╭─ The data
pub mod admin;
pub mod api;
pub mod config;
pub mod contributions;
pub mod dashboard;
pub mod error;
pub mod fmt;
pub mod load;
pub mod report;
pub mod schema;
pub mod telemetry;
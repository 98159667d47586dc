use crate::console::{
    run_admin_contributions, run_admin_users, run_dashboard, run_report, ContributionSearchArgs,
    ReportArgs, SnapshotArgs,
};
use crate::server;
use clap::{Args, Parser, Subcommand};
use staff_ledger::error::AppError;

#[derive(Parser, Debug)]
#[command(
    name = "Staff Ledger",
    about = "Serve and inspect staff savings contribution reports",
    version
)]
struct Cli {
    #[command(subcommand)]
    command: Option<Command>,
}

#[derive(Subcommand, Debug)]
enum Command {
    /// Start the HTTP service (default command)
    Serve(ServeArgs),
    /// Print the signed-in staff member's contribution report
    Report(ReportArgs),
    /// Print dashboard figures and chart series
    Dashboard(SnapshotArgs),
    /// Administrator views
    Admin {
        #[command(subcommand)]
        command: AdminCommand,
    },
}

#[derive(Subcommand, Debug)]
enum AdminCommand {
    /// List every registered user
    Users(SnapshotArgs),
    /// Show the all-staff contribution sheet, optionally filtered
    Contributions(ContributionSearchArgs),
}

#[derive(Args, Debug, Default)]
pub(crate) struct ServeArgs {
    /// Override the configured host for the HTTP server
    #[arg(long)]
    pub(crate) host: Option<String>,
    /// Override the configured port for the HTTP server
    #[arg(long)]
    pub(crate) port: Option<u16>,
}

pub(crate) async fn run() -> Result<(), AppError> {
    let cli = Cli::parse();
    let command = cli
        .command
        .unwrap_or_else(|| Command::Serve(ServeArgs::default()));

    match command {
        Command::Serve(args) => server::run(args).await,
        Command::Report(args) => run_report(args).await,
        Command::Dashboard(args) => run_dashboard(args).await,
        Command::Admin {
            command: AdminCommand::Users(args),
        } => run_admin_users(args).await,
        Command::Admin {
            command: AdminCommand::Contributions(args),
        } => run_admin_contributions(args).await,
    }
}
use serde::Serialize;

use crate::contributions::ReportRow;

/// Footer figures for a report, computed over the filtered rows before pagination.
#[derive(Debug, Clone, Copy, Default, PartialEq, Serialize)]
#[serde(rename_all = "camelCase")]
pub struct ReportTotals {
    pub monthly: f64,
    pub interest_paid: f64,
    pub withdrawal: f64,
    /// Last non-zero balance seen; the balance is a year-end figure, not a flow.
    pub balance_after_interest: f64,
}

impl ReportTotals {
    pub fn from_rows<'a>(rows: impl IntoIterator<Item = &'a ReportRow>) -> Self {
        rows.into_iter().fold(Self::default(), |acc, row| acc.add(row))
    }

    fn add(self, row: &ReportRow) -> Self {
        Self {
            monthly: self.monthly + row.monthly,
            interest_paid: self.interest_paid + row.interest_paid,
            withdrawal: self.withdrawal + row.withdrawal,
            balance_after_interest: if row.balance_after_interest != 0.0 {
                row.balance_after_interest
            } else {
                self.balance_after_interest
            },
        }
    }
}
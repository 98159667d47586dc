//! Personal dashboard: headline figures and chart series for one staff member.

pub mod analytics;

use serde::Serialize;

use crate::admin::UserProfile;
use crate::contributions::StaffContributionRecord;
use crate::fmt::format_currency;

pub use analytics::{
    BreakdownEntry, DashboardAnalytics, MonthlyPoint, ProjectionPoint, PROJECTED_ANNUAL_GROWTH,
};

#[derive(Debug, Clone, PartialEq, Serialize)]
#[serde(rename_all = "camelCase")]
pub struct SummaryCard {
    pub key: &'static str,
    pub title: &'static str,
    pub amount: f64,
    pub display: String,
    pub caption: &'static str,
}

impl SummaryCard {
    fn new(key: &'static str, title: &'static str, amount: f64, caption: &'static str) -> Self {
        Self {
            key,
            title,
            amount,
            display: format_currency(amount),
            caption,
        }
    }
}

#[derive(Debug, Clone, PartialEq, Serialize)]
#[serde(rename_all = "camelCase")]
pub struct StaffDashboard {
    pub title: &'static str,
    pub is_admin: bool,
    pub staff_id: String,
    #[serde(skip_serializing_if = "Option::is_none")]
    pub name: Option<String>,
    pub year: i32,
    pub cards: Vec<SummaryCard>,
    pub analytics: DashboardAnalytics,
}

impl StaffDashboard {
    /// Admin status comes from the caller's profile; no profile means a regular staff view.
    pub fn build(record: &StaffContributionRecord, profile: Option<&UserProfile>) -> Self {
        let is_admin = profile.is_some_and(UserProfile::is_admin);

        Self {
            title: if is_admin {
                "Admin Dashboard"
            } else {
                "Staff Dashboard"
            },
            is_admin,
            staff_id: record.staff_id.clone(),
            name: record.name.clone(),
            year: record.year,
            cards: summary_cards(record),
            analytics: DashboardAnalytics::from_record(record),
        }
    }
}

pub fn summary_cards(record: &StaffContributionRecord) -> Vec<SummaryCard> {
    vec![
        SummaryCard::new(
            "total",
            "Total Contributions",
            record.total,
            "Yearly Total Contribution.",
        ),
        SummaryCard::new(
            "withdrawal",
            "Withdrawal",
            record.withdrawal,
            "A Total Of Your Withdrawals",
        ),
        SummaryCard::new(
            "carry_forward_balance",
            "Balance Brought Forward",
            record.carry_forward_balance,
            "Your Balance From The Previous Year",
        ),
        SummaryCard::new(
            "balance_after_interest",
            "Balance After Interest",
            record.balance_after_interest,
            "Addition Of Your Balance And Your Interest",
        ),
        SummaryCard::new(
            "interest_paid",
            "Interest Paid",
            record.interest_paid,
            "Interest Paid",
        ),
    ]
}

#[cfg(test)]
mod tests {
    use super::*;
    use serde_json::json;

    fn record() -> StaffContributionRecord {
        StaffContributionRecord::from_value(&json!({
            "staffId": "S1",
            "name": "Akosua",
            "year": 2024,
            "total": 1200,
            "withdrawal": 100,
            "carryForwardBalance": 2500.5,
            "balanceAfterInterest": 3700,
            "interestPaid": 99.5
        }))
        .expect("valid record")
    }

    #[test]
    fn cards_follow_dashboard_order() {
        let dashboard = StaffDashboard::build(&record(), None);
        assert_eq!(dashboard.title, "Staff Dashboard");
        assert!(!dashboard.is_admin);
        let keys: Vec<&str> = dashboard.cards.iter().map(|card| card.key).collect();
        assert_eq!(
            keys,
            [
                "total",
                "withdrawal",
                "carry_forward_balance",
                "balance_after_interest",
                "interest_paid"
            ]
        );
        assert_eq!(dashboard.cards[2].display, "₵2,500.50");
    }

    #[test]
    fn admin_profile_switches_title() {
        let profile = UserProfile::from_value(&json!({ "role": "admin" })).expect("profile");
        let dashboard = StaffDashboard::build(&record(), Some(&profile));
        assert!(dashboard.is_admin);
        assert_eq!(dashboard.title, "Admin Dashboard");
    }
}
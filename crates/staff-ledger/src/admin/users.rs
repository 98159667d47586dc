use serde::{Serialize, Serializer};
use serde_json::Value;

use crate::schema::{parse_list, Fields, SchemaError};

#[derive(Debug, Clone, PartialEq, Eq)]
pub enum UserRole {
    Admin,
    Staff,
    Other(String),
}

impl UserRole {
    pub fn parse(raw: &str) -> Self {
        match raw.trim().to_ascii_lowercase().as_str() {
            "admin" => Self::Admin,
            "staff" | "user" => Self::Staff,
            _ => Self::Other(raw.trim().to_string()),
        }
    }

    pub fn label(&self) -> &str {
        match self {
            Self::Admin => "admin",
            Self::Staff => "staff",
            Self::Other(raw) => raw,
        }
    }

    pub fn is_admin(&self) -> bool {
        matches!(self, Self::Admin)
    }
}

impl Serialize for UserRole {
    fn serialize<S: Serializer>(&self, serializer: S) -> Result<S::Ok, S::Error> {
        serializer.serialize_str(self.label())
    }
}

/// Entry of the admin staff directory.
#[derive(Debug, Clone, PartialEq, Serialize)]
#[serde(rename_all = "camelCase")]
pub struct UserSummary {
    pub staff_id: String,
    pub name: String,
    #[serde(skip_serializing_if = "Option::is_none")]
    pub email: Option<String>,
    pub role: UserRole,
}

impl UserSummary {
    pub fn from_value(value: &Value) -> Result<Self, SchemaError> {
        let fields = Fields::of(value, "user")?;
        Ok(Self {
            staff_id: fields.required_id("staffId")?,
            name: fields.required_string("name")?,
            email: fields.optional_string("email")?,
            role: fields
                .optional_string("role")?
                .map(|role| UserRole::parse(&role))
                .unwrap_or(UserRole::Staff),
        })
    }

    pub fn list_from_value(value: &Value) -> Result<Vec<Self>, SchemaError> {
        parse_list(value, "user list", Self::from_value)
    }
}

/// The signed-in caller's profile.
#[derive(Debug, Clone, PartialEq, Serialize)]
#[serde(rename_all = "camelCase")]
pub struct UserProfile {
    #[serde(skip_serializing_if = "Option::is_none")]
    pub staff_id: Option<String>,
    #[serde(skip_serializing_if = "Option::is_none")]
    pub name: Option<String>,
    #[serde(skip_serializing_if = "Option::is_none")]
    pub email: Option<String>,
    pub role: UserRole,
}

impl UserProfile {
    pub fn from_value(value: &Value) -> Result<Self, SchemaError> {
        let fields = Fields::of(value, "user profile")?;
        Ok(Self {
            staff_id: fields.optional_id("staffId")?,
            name: fields.optional_string("name")?,
            email: fields.optional_string("email")?,
            role: UserRole::parse(&fields.required_string("role")?),
        })
    }

    pub fn is_admin(&self) -> bool {
        self.role.is_admin()
    }
}

#[cfg(test)]
mod tests {
    use super::*;
    use serde_json::json;

    #[test]
    fn directory_validates_every_entry() {
        let users = UserSummary::list_from_value(&json!([
            { "staffId": 1001, "name": "Ama", "email": "ama@coop.example", "role": "ADMIN" },
            { "staffId": "1002", "name": "Kofi" }
        ]))
        .expect("valid list");
        assert_eq!(users[0].role, UserRole::Admin);
        assert_eq!(users[1].role, UserRole::Staff);
        assert_eq!(users[1].email, None);

        let error = UserSummary::list_from_value(&json!([
            { "staffId": 1001, "name": "Ama" },
            { "staffId": 1002 }
        ]))
        .expect_err("second entry lacks a name");
        assert_eq!(error.to_string(), "entry 1: missing required field 'name'");
    }

    #[test]
    fn profile_role_decides_admin_access() {
        let admin = UserProfile::from_value(&json!({ "role": " Admin " })).expect("profile");
        assert!(admin.is_admin());

        let auditor = UserProfile::from_value(&json!({ "role": "auditor" })).expect("profile");
        assert!(!auditor.is_admin());
        assert_eq!(auditor.role.label(), "auditor");

        assert!(UserProfile::from_value(&json!({ "name": "x" })).is_err());
    }

    #[test]
    fn role_serializes_as_label() {
        let user = UserSummary {
            staff_id: "7".to_string(),
            name: "Efua".to_string(),
            email: None,
            role: UserRole::Admin,
        };
        let value = serde_json::to_value(&user).expect("serializes");
        assert_eq!(value, json!({ "staffId": "7", "name": "Efua", "role": "admin" }));
    }
}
╰─
The lines above starting at the one that contains "pub mod schema;" and ending at the one that contains "use staff_ledger::error::AppError;" must be transcribed exactly, and no other lines may appear.

_Response to the task_.
pub mod schema;
pub mod telemetry;
repository 98159667d47586dc
use crate::console::{
    run_admin_contributions, run_admin_users, run_dashboard, run_report, ContributionSearchArgs,
    ReportArgs, SnapshotArgs,
};
use crate::server;
use clap::{Args, Parser, Subcommand};
use staff_ledger::error::AppError;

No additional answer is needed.